Вс. Э. Мейерхольд, к театральным исканиям которого Шаляпин относился с настороженностью, тем не менее очень точно и глубоко определил природу шаляпинского понимания сценической правды:
«Он сумел удержаться как бы на гребне крыши с двумя уклонами, не падая ни в сторону уклона натурализма, ни в сторону уклона той оперной условности, которая пришла к нам из Италии XVIII века, когда для певца важно было в совершенстве показать искусство производить рулады, когда отсутствовала всякая связь между либретто и музыкой. В игре Шаляпина всегда правда, но не жизненная, а театральная правда. Она всегда приподнята над жизнью — это несколько разукрашенная правда искусства».
Огромный талант и высочайшее мастерство позволили Шаляпину стать артистом поистине синтетическим, обусловили его исключительную требовательность к художественному ансамблю в самом широком смысле этого понятия. Он представлял спектакль в художественной целостности и того же требовал от декораторов, балетмейстеров, режиссеров, дирижеров, артистов, костюмеров, осветителей, монтировщиков сцены. «Настоящий театр не только индивидуальное творчество, а и коллективное действие, требующее полной гармонии всех частей, — убежден Шаляпин. — Ведь для того, чтобы в опере Римского-Корсакова был до совершенства хороший Сальери, нужен до совершенства хороший партнер — Моцарт. Нельзя же считать хорошим спектаклем такой, в котором, скажем, превосходный Санчо Панса и убогий Дон Кихот». Но достичь желаемого ансамбля в реальности Шаляпину крайне трудно, если не недостижимо, ибо равных Шаляпину партнеров в отечественном и мировом театре практически не было.
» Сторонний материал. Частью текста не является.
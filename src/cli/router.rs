//! Command routing and execution

use anyhow::Result;

use crate::app::AppConfig;
use crate::cli::args::{Commands, VariablesCommands};
use crate::cli::commands::*;

/// Execute a CLI command, returning the process exit code on success
pub async fn execute_command(command: Commands, app: &AppConfig) -> Result<i32> {
    match command {
        Commands::Up { service, env } => run_up(app, service, &env).await.map(|_| 0),
        Commands::Start { env } => run_start(app, &env).await.map(|_| 0),
        Commands::Reset { env } => run_reset(app, &env).await.map(|_| 0),
        Commands::Run { command, args } => run_passthrough(app, command, args).await,
        Commands::Test {
            dag_dir,
            airflowdocker_tag,
            extra_test_dir,
        } => run_dag_tests(dag_dir, airflowdocker_tag, extra_test_dir)
            .await
            .map(|_| 0),
        Commands::Variables {
            command: VariablesCommands::Load { file },
        } => run_variables_load(app, &file).await.map(|_| 0),
    }
}
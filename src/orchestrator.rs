//! High level operations behind the CLI commands
//!
//! [`EnvironmentOrchestrator`] owns the project configuration and the
//! collaborators (container runtime, compose lifecycle, display) and exposes
//! `up`, `start`, `reset`, variable loading and passthrough.

use std::path::{Path, PathBuf};
use std::sync::Arc;
use tokio_util::sync::CancellationToken;

use crate::abstractions::{ComposeLifecycle, ContainerRuntime};
use crate::compose;
use crate::config::ComposeConfig;
use crate::display::ProgressDisplay;
use crate::error::{ComposeError, ErrorCode, Result};
use crate::readiness::{ReadinessPoller, WaitPolicy};
use crate::sequencer::{load_variables_step, startup_steps, ui_summary, Sequencer};
use crate::subprocess::SubprocessManager;
use crate::variables;

pub const BINARY_NAME: &str = "airflow-compose";

pub struct EnvironmentOrchestrator {
    config: ComposeConfig,
    env: String,
    runtime: Arc<dyn ContainerRuntime>,
    lifecycle: Arc<dyn ComposeLifecycle>,
    display: Arc<dyn ProgressDisplay>,
    cancel: CancellationToken,
}

impl EnvironmentOrchestrator {
    pub fn new(
        config: ComposeConfig,
        env: impl Into<String>,
        runtime: Arc<dyn ContainerRuntime>,
        lifecycle: Arc<dyn ComposeLifecycle>,
        display: Arc<dyn ProgressDisplay>,
    ) -> Self {
        Self {
            config,
            env: env.into(),
            runtime,
            lifecycle,
            display,
            cancel: CancellationToken::new(),
        }
    }

    /// Orchestrator driving the real `docker` and `docker-compose` CLIs
    pub fn with_subprocess(
        config: ComposeConfig,
        env: impl Into<String>,
        subprocess: &SubprocessManager,
        display: Arc<dyn ProgressDisplay>,
    ) -> Self {
        let runtime = Arc::new(subprocess.docker());
        let lifecycle = Arc::new(subprocess.compose(config.compose_file_path()));
        Self::new(config, env, runtime, lifecycle, display)
    }

    pub fn with_cancellation(mut self, cancel: CancellationToken) -> Self {
        self.cancel = cancel;
        self
    }

    pub fn config(&self) -> &ComposeConfig {
        &self.config
    }

    pub fn wait_policy(&self) -> WaitPolicy {
        let mut policy = WaitPolicy::default().with_interval(self.config.poll_interval());
        if let Some(timeout) = self.config.poll_timeout() {
            policy = policy.with_timeout(timeout);
        }
        policy
    }

    fn sequencer(&self) -> Sequencer {
        let poller = ReadinessPoller::new(Arc::clone(&self.runtime), Arc::clone(&self.display))
            .with_policy(self.wait_policy())
            .with_cancellation(self.cancel.clone());
        Sequencer::new(
            Arc::clone(&self.lifecycle),
            poller,
            Arc::clone(&self.display),
        )
    }

    /// Create the external docker network unless it already exists
    pub async fn ensure_network(&self) -> Result<()> {
        let network = &self.config.docker_network;
        self.display
            .banner(&format!("Creating {} if it does not exist", network));

        let existing = self.runtime.list_networks().await?;
        if existing.iter().any(|name| name == network) {
            tracing::debug!("Network {} already exists", network);
            return Ok(());
        }

        tracing::info!("Creating docker network {}", network);
        self.runtime.create_network(network).await
    }

    /// Write the compose file and bundled airflow.cfg
    pub async fn prepare(&self) -> Result<PathBuf> {
        compose::write_environment_files(&self.config, &self.env).await
    }

    pub async fn up(&self, services: &[String]) -> Result<()> {
        self.ensure_network().await?;
        self.prepare().await?;
        self.lifecycle.up(services).await
    }

    /// Bootstrap the environment from an empty metadata database
    pub async fn start(&self) -> Result<()> {
        self.ensure_network().await?;
        self.prepare().await?;

        variables::write_variables_file(
            &self.config.variables_file_path(),
            &self.config.default_variables,
        )
        .await?;

        self.sequencer()
            .run(&startup_steps(&self.config))
            .await?;

        self.display.success("Airflow is up");
        for line in ui_summary(BINARY_NAME).lines() {
            self.display.info(line);
        }
        Ok(())
    }

    /// Tear everything down, then `start` again
    pub async fn reset(&self) -> Result<()> {
        self.ensure_network().await?;
        self.prepare().await?;

        self.display
            .banner("Bringing any existing airflow instance down and removing any volumes");
        self.lifecycle.down().await?;
        self.lifecycle.rm().await?;

        self.start().await
    }

    /// Import a variables JSON file into a running environment
    pub async fn load_variables(&self, file: &Path) -> Result<()> {
        if !file.is_file() {
            return Err(ComposeError::storage_with_code(
                ErrorCode::STORAGE_NOT_FOUND,
                "variables file does not exist",
                Some(file.to_path_buf()),
            ));
        }
        let file = std::path::absolute(file)?;

        self.prepare().await?;
        self.sequencer().run(&[load_variables_step(&file)]).await
    }

    /// Hand arbitrary arguments to docker-compose, returning its exit code
    pub async fn passthrough(&self, args: &[String]) -> Result<i32> {
        self.ensure_network().await?;
        self.lifecycle.passthrough(args).await
    }
}
use async_trait::async_trait;
use std::path::{Path, PathBuf};
use std::sync::Arc;

use super::builder::ProcessCommandBuilder;
use super::runner::ProcessRunner;
use crate::abstractions::{ComposeLifecycle, OneOffCommand};
use crate::error::{common, Result};

pub const COMPOSE_PROGRAM: &str = "docker-compose";

/// [`ComposeLifecycle`] backed by the `docker-compose` CLI and a generated compose file
pub struct ComposeRunnerImpl {
    runner: Arc<dyn ProcessRunner>,
    compose_file: PathBuf,
}

impl ComposeRunnerImpl {
    pub fn new(runner: Arc<dyn ProcessRunner>, compose_file: impl Into<PathBuf>) -> Self {
        Self {
            runner,
            compose_file: compose_file.into(),
        }
    }

    pub fn compose_file(&self) -> &Path {
        &self.compose_file
    }

    fn base(&self) -> ProcessCommandBuilder {
        let file = self.compose_file.to_string_lossy();
        ProcessCommandBuilder::new(COMPOSE_PROGRAM)
            .arg("-f")
            .arg(&file)
    }

    async fn execute(&self, builder: ProcessCommandBuilder) -> Result<()> {
        let command = builder.build();
        let command_line = command.display();
        let output = self.runner.run(command).await?;

        if !output.status.success() {
            return Err(common::command_failed(
                &command_line,
                output.status.code().unwrap_or(1),
                &output.stderr,
            ));
        }
        Ok(())
    }
}

/// Arguments for `docker-compose run` of a one-off container
fn run_args(command: &OneOffCommand) -> Vec<String> {
    let mut args = vec!["run".to_string(), "-d".to_string(), "--rm".to_string()];

    for label in &command.labels {
        args.push("-l".to_string());
        args.push(label.clone());
    }
    for (key, value) in &command.env {
        args.push("-e".to_string());
        args.push(format!("{}={}", key, value));
    }
    for volume in &command.volumes {
        args.push("-v".to_string());
        args.push(volume.clone());
    }

    args.push(command.service.clone());
    args.push(command.command.clone());
    args.extend(command.args.iter().cloned());
    args
}

#[async_trait]
impl ComposeLifecycle for ComposeRunnerImpl {
    async fn up(&self, services: &[String]) -> Result<()> {
        self.execute(self.base().args(["up", "-d"]).args(services))
            .await
    }

    async fn run_one_off(&self, command: &OneOffCommand) -> Result<()> {
        tracing::debug!("Launching one-off container: {}", command);
        self.execute(self.base().args(run_args(command))).await
    }

    async fn logs(&self, services: &[String]) -> Result<()> {
        self.execute(self.base().arg("logs").args(services).inherit_stdio())
            .await
    }

    async fn down(&self) -> Result<()> {
        self.execute(self.base().args([
            "down",
            "--volumes",
            "--rmi",
            "local",
            "--remove-orphans",
        ]))
        .await
    }

    async fn rm(&self) -> Result<()> {
        self.execute(self.base().args(["rm", "-f"])).await
    }

    async fn passthrough(&self, args: &[String]) -> Result<i32> {
        let output = self
            .runner
            .run(self.base().args(args).inherit_stdio().build())
            .await?;
        Ok(output.status.code().unwrap_or(1))
    }
}

#[cfg(test)]
mod tests {
    use super::*;
    use crate::subprocess::MockProcessRunner;

    fn compose(mock: &MockProcessRunner) -> ComposeRunnerImpl {
        ComposeRunnerImpl::new(Arc::new(mock.clone()), "/work/tmp-docker-compose.yml")
    }

    #[test]
    fn test_run_args_ordering() {
        let cmd = OneOffCommand::new("airflow-web", "variables")
            .args(["-i", "/tmp/variables.json"])
            .label("initvariables")
            .env("AIRFLOW__CORE__DAGS_FOLDER", "/tmp")
            .volume("/work/tmp-variables.json:/tmp/variables.json");

        assert_eq!(
            run_args(&cmd),
            vec![
                "run",
                "-d",
                "--rm",
                "-l",
                "initvariables",
                "-e",
                "AIRFLOW__CORE__DAGS_FOLDER=/tmp",
                "-v",
                "/work/tmp-variables.json:/tmp/variables.json",
                "airflow-web",
                "variables",
                "-i",
                "/tmp/variables.json",
            ]
        );
    }

    #[tokio::test]
    async fn test_up_uses_compose_file() {
        let mut mock = MockProcessRunner::new();
        mock.expect_command(COMPOSE_PROGRAM).returns_success().finish();

        compose(&mock)
            .up(&["metadata-db".to_string()])
            .await
            .unwrap();

        let history = mock.get_call_history();
        assert_eq!(
            history[0].args,
            vec!["-f", "/work/tmp-docker-compose.yml", "up", "-d", "metadata-db"]
        );
    }

    #[tokio::test]
    async fn test_up_failure_propagates() {
        let mut mock = MockProcessRunner::new();
        mock.expect_command(COMPOSE_PROGRAM)
            .returns_exit_code(1)
            .returns_stderr("ERROR: No such service: nope")
            .finish();

        let err = compose(&mock).up(&["nope".to_string()]).await.unwrap_err();
        assert!(err.user_message().contains("No such service"));
    }

    #[tokio::test]
    async fn test_down_flags() {
        let mut mock = MockProcessRunner::new();
        mock.expect_command(COMPOSE_PROGRAM).returns_success().finish();

        compose(&mock).down().await.unwrap();

        let history = mock.get_call_history();
        assert_eq!(
            &history[0].args[2..],
            &["down", "--volumes", "--rmi", "local", "--remove-orphans"]
        );
    }

    #[tokio::test]
    async fn test_passthrough_returns_exit_code() {
        let mut mock = MockProcessRunner::new();
        mock.expect_command(COMPOSE_PROGRAM).returns_exit_code(3).finish();

        let code = compose(&mock)
            .passthrough(&["ps".to_string()])
            .await
            .unwrap();
        assert_eq!(code, 3);
        assert!(mock.get_call_history()[0].inherit_stdio);
    }

    #[tokio::test]
    async fn test_logs_failure_aborts_sequence() {
        use crate::abstractions::MockContainerRuntime;
        use crate::display::RecordingDisplay;
        use crate::readiness::ReadinessPoller;
        use crate::sequencer::{LifecycleAction, ProvisioningStep, Sequencer};

        let mut mock = MockProcessRunner::new();
        mock.expect_command(COMPOSE_PROGRAM)
            .with_args(|args| args.iter().any(|a| a == "logs"))
            .returns_exit_code(1)
            .finish();
        mock.expect_command(COMPOSE_PROGRAM).returns_success().finish();

        let display = Arc::new(RecordingDisplay::new());
        let poller = ReadinessPoller::new(Arc::new(MockContainerRuntime::new()), display.clone());
        let sequencer = Sequencer::new(Arc::new(compose(&mock)), poller, display);

        let result = sequencer
            .run(&[
                ProvisioningStep::new(
                    "Webserver logs",
                    LifecycleAction::Logs(vec!["airflow-web".to_string()]),
                ),
                ProvisioningStep::new("Everything else", LifecycleAction::Up(Vec::new())),
            ])
            .await;

        assert!(result.is_err());
        let history = mock.get_call_history();
        assert_eq!(history.len(), 1);
        assert_eq!(&history[0].args[2..], &["logs", "airflow-web"]);
        assert!(history[0].inherit_stdio);
    }
}
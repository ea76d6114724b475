//! `variables load`

use anyhow::Result;
use std::path::Path;

use super::production_orchestrator;
use crate::app::AppConfig;

pub async fn run_variables_load(app: &AppConfig, file: &Path) -> Result<()> {
    let orchestrator = production_orchestrator(app, "prod").await?;
    orchestrator.load_variables(file).await?;
    Ok(())
}
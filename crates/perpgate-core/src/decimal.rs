//! Helpers for the string-encoded decimals the exchange returns.
//!
//! Prices, quantities and rates arrive as JSON strings ("2345.67") so the
//! wire types keep them as `String` and convert on access.

use crate::error::{CoreError, Result};
use rust_decimal::Decimal;
use std::str::FromStr;

/// Parse a string-encoded decimal, naming the field in the error.
pub fn parse_decimal(field: &'static str, value: &str) -> Result<Decimal> {
    Decimal::from_str(value.trim()).map_err(|_| CoreError::InvalidDecimal {
        field,
        value: value.to_string(),
    })
}

/// Parse a string-encoded decimal, treating empty or malformed input as zero.
#[must_use]
pub fn parse_decimal_or_zero(value: &str) -> Decimal {
    Decimal::from_str(value.trim()).unwrap_or(Decimal::ZERO)
}

#[cfg(test)]
mod tests {
    use super::*;
    use rust_decimal_macros::dec;

    #[test]
    fn test_parse_decimal() {
        assert_eq!(parse_decimal("price", "2345.67").unwrap(), dec!(2345.67));
        assert_eq!(parse_decimal("qty", " -0.010 ").unwrap(), dec!(-0.010));
    }

    #[test]
    fn test_parse_decimal_names_field() {
        let err = parse_decimal("markPrice", "").unwrap_err();
        assert!(err.to_string().contains("markPrice"));
    }

    #[test]
    fn test_parse_decimal_or_zero() {
        assert_eq!(parse_decimal_or_zero("1.5"), dec!(1.5));
        assert_eq!(parse_decimal_or_zero(""), Decimal::ZERO);
        assert_eq!(parse_decimal_or_zero("abc"), Decimal::ZERO);
    }
}
//! Signed, rate-limited, retrying REST gateway for USDT-M perpetual futures.
//!
//! # Request pipeline
//!
//! 1. [`RateLimiter::wait`]: token bucket admission
//! 2. [`RequestSigner::sign`]: `apiKey` / `timestamp` / `recvWindow` stamp and HMAC-SHA256
//!    signature, applied once per logical request
//! 3. [`HttpTransport::send`]: GET/DELETE as query string, POST/PUT as query
//!    string when signed, form body otherwise
//! 4. [`classify`]: exchange error payload first, HTTP status second
//! 5. [`RetryingExecutor`]: exponential backoff for retryable [`ErrorKind`]s
//!
//! [`FuturesClient`] wraps the pipeline with typed endpoints.

pub mod client;
pub mod config;
pub mod error;
pub mod executor;
pub mod rate_limiter;
pub mod signer;
pub mod transport;

pub use client::{
    FuturesClient, IncomeQuery, LeverageChange, OrderRef, DEFAULT_FUNDING_HISTORY_LIMIT,
};
pub use config::{ClientConfig, Credentials, MAINNET_BASE_URL, TESTNET_BASE_URL};
pub use error::{ApiErrorPayload, ConfigError, ErrorKind, GatewayError, GatewayResult};
pub use executor::{classify, Attempted, RetryPolicy, RetryingExecutor};
pub use rate_limiter::RateLimiter;
pub use signer::{canonical_query, AuthStamp, HttpMethod, RequestSigner, SignedRequest};
pub use transport::{
    BoxFuture, HttpRequest, HttpResponse, HttpTransport, MockTransport, ReqwestTransport,
    TransportError,
};
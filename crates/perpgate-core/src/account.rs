//! Futures account read model (`GET /fapi/v2/account`).

use crate::decimal::parse_decimal;
use crate::error::Result;
use crate::position::Position;
use rust_decimal::Decimal;
use serde::{Deserialize, Serialize};

/// Per-asset margin balances.
#[derive(Debug, Clone, Default, Deserialize, Serialize)]
#[serde(rename_all = "camelCase", default)]
pub struct AssetBalance {
    pub asset: String,
    pub wallet_balance: String,
    pub unrealized_profit: String,
    pub margin_balance: String,
    pub maint_margin: String,
    pub initial_margin: String,
    pub available_balance: String,
    pub max_withdraw_amount: String,
    pub margin_available: bool,
    pub update_time: i64,
}

/// Account-level balances and margin totals.
#[derive(Debug, Clone, Default, Deserialize, Serialize)]
#[serde(rename_all = "camelCase", default)]
pub struct AccountInfo {
    pub fee_tier: i64,
    pub can_trade: bool,
    pub can_deposit: bool,
    pub can_withdraw: bool,
    pub update_time: i64,
    pub total_initial_margin: String,
    pub total_maint_margin: String,
    pub total_wallet_balance: String,
    pub total_unrealized_profit: String,
    pub total_margin_balance: String,
    pub total_cross_wallet_balance: String,
    pub available_balance: String,
    pub max_withdraw_amount: String,
    pub assets: Vec<AssetBalance>,
    pub positions: Vec<Position>,
}

impl AccountInfo {
    pub fn available_balance(&self) -> Result<Decimal> {
        parse_decimal("availableBalance", &self.available_balance)
    }

    pub fn total_wallet_balance(&self) -> Result<Decimal> {
        parse_decimal("totalWalletBalance", &self.total_wallet_balance)
    }

    /// Balance entry for one margin asset (e.g. `USDT`).
    pub fn asset(&self, name: &str) -> Option<&AssetBalance> {
        self.assets.iter().find(|a| a.asset == name)
    }
}

#[cfg(test)]
mod tests {
    use super::*;
    use rust_decimal_macros::dec;

    #[test]
    fn test_account_decode_tolerates_missing_fields() {
        let body = r#"{
            "feeTier": 0,
            "canTrade": true,
            "totalWalletBalance": "1250.50",
            "availableBalance": "980.25",
            "assets": [{"asset": "USDT", "walletBalance": "1250.50", "marginAvailable": true}]
        }"#;
        let account: AccountInfo = serde_json::from_str(body).unwrap();
        assert!(account.can_trade);
        assert_eq!(account.available_balance().unwrap(), dec!(980.25));
        assert_eq!(account.total_wallet_balance().unwrap(), dec!(1250.50));
        assert!(account.asset("USDT").unwrap().margin_available);
        assert!(account.asset("BNB").is_none());
        assert!(account.positions.is_empty());
    }
}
Шаляпина раздражали как натуралистические, так и модернистские ухищрения на сцене. Искатель нового, он верил в животворную силу развивающихся традиций. «Я не представляю себе, — писал Шаляпин, — что в поэзии, например, может всецело одряхлеть традиция Пушкина, в живописи — традиция итальянского Ренессанса и Рембрандта, в музыке — традиция Баха, Моцарта и Бетховена. И уж никак не могу вообразить и признать, чтобы в театральном искусстве могла когда-нибудь одряхлеть та бессмертная традиция, которая в фокусе сцены ставит живую личность актера, душу актера и богоподобное слово. Между тем, к великому несчастью театра и театральной молодежи, поколеблена именно эта священная сценическая традиция. Поколеблена она людьми, которые силятся во что бы то ни стало придумать что-то новое, хотя бы для этого пришлось насиловать природу театра… Мусоргский — великий новатор, но никогда не был насильником. Станиславский, обновляя театральные представления, никуда не ушел от человеческого чувства и никогда не думал что-нибудь делать насильно только для того, чтобы быть новатором».
С тревогой размышлял Шаляпин о судьбе русской песни: «Народ, который страдал в темных глубинах жизни, пел страдальческие и до отчаяния веселые песни. Что случилось с ним, что он песни эти забыл и запел частушку, эту удручающую, эту невыносимую и бездарную пошлость? Уж не фабрика ли тут виновата? (Шаляпин имел в виду нашествие элементов городского быта и моды на массовую культурную продукцию. — В. Д.) Этого объяснить не берусь. Знаю только, что эта частушка — не песня, а сорока, и даже не натуральная, а похабно озорником раскрашенная».
Это написано 80 лет назад, но сегодня, в пору тотального информационного бума, когда воздействие стереотипов и шаблонов массовой культуры многократно возросло, тревога Шаляпина звучит актуально. Разве мы не знаем о вымирании вековечных культурных промыслов и традиций, об утере культуры пения в деревне и разрушающего воздействия модных атрибутов массовой культуры, влекущего за собой вымывание и исчезновение многих музыкальных и обрядовых традиций?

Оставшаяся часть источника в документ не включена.